* [YOUR ASSIGNMENT]: Lines with the word "PipelineProfile" are the answer; copy each of them from the data below.

[Items from a dataset]
↓↓↓
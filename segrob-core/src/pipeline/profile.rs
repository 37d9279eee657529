//! Embedded pipeline profiles
//!
//! Each supported pipeline ships a small TOML descriptor with its display
//! name, the version assumed when none is given and the schema variant its
//! documents use by default.

use crate::error::{ConvertError, Result};
use crate::types::Schema;
use serde::{Deserialize, Serialize};
use std::collections::HashMap;
use std::sync::OnceLock;

static PROFILES: OnceLock<HashMap<String, PipelineProfile>> = OnceLock::new();

macro_rules! embed_profile {
    ($name:expr, $path:expr) => {
        ($name, include_str!($path))
    };
}

/// Descriptor of a supported pipeline
#[derive(Debug, Clone, PartialEq, Eq, Serialize, Deserialize)]
pub struct PipelineProfile {
    pub metadata: ProfileMetadata,
    pub output: ProfileOutput,
}

#[derive(Debug, Clone, PartialEq, Eq, Serialize, Deserialize)]
pub struct ProfileMetadata {
    pub name: String,
    pub description: String,
    pub default_version: String,
}

#[derive(Debug, Clone, PartialEq, Eq, Serialize, Deserialize)]
pub struct ProfileOutput {
    pub schema: Schema,
}

fn load_embedded_profiles() -> Result<HashMap<String, PipelineProfile>> {
    let mut profiles = HashMap::new();

    let embedded = [
        embed_profile!("stanza", "../../configs/pipelines/stanza.toml"),
        embed_profile!("spacy", "../../configs/pipelines/spacy.toml"),
    ];

    for (name, toml_content) in embedded {
        let profile: PipelineProfile = toml::from_str(toml_content).map_err(|e| {
            ConvertError::Configuration(format!("Failed to parse {name} profile: {e}"))
        })?;

        if profile.metadata.name != name {
            return Err(ConvertError::Configuration(format!(
                "Profile name mismatch: expected {}, got {}",
                name, profile.metadata.name
            )));
        }

        profiles.insert(name.to_string(), profile);
    }

    Ok(profiles)
}

fn profiles() -> &'static HashMap<String, PipelineProfile> {
    PROFILES.get_or_init(|| load_embedded_profiles().expect("Failed to load embedded pipeline profiles"))
}

/// Profile for a pipeline name
pub fn get_profile(name: &str) -> Result<&'static PipelineProfile> {
    profiles()
        .get(name)
        .ok_or_else(|| ConvertError::UnknownPipeline(name.to_string()))
}

/// Names of all embedded profiles, sorted
pub fn list_profiles() -> Vec<&'static str> {
    let mut names: Vec<&'static str> = profiles().keys().map(String::as_str).collect();
    names.sort_unstable();
    names
}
↑↑↑
* [RESULT OF THE EXERCISE]:
static PROFILES: OnceLock<HashMap<String, PipelineProfile>> = OnceLock::new();
pub struct PipelineProfile {
fn load_embedded_profiles() -> Result<HashMap<String, PipelineProfile>> {
        let profile: PipelineProfile = toml::from_str(toml_content).map_err(|e| {
fn profiles() -> &'static HashMap<String, PipelineProfile> {
pub fn get_profile(name: &str) -> Result<&'static PipelineProfile> {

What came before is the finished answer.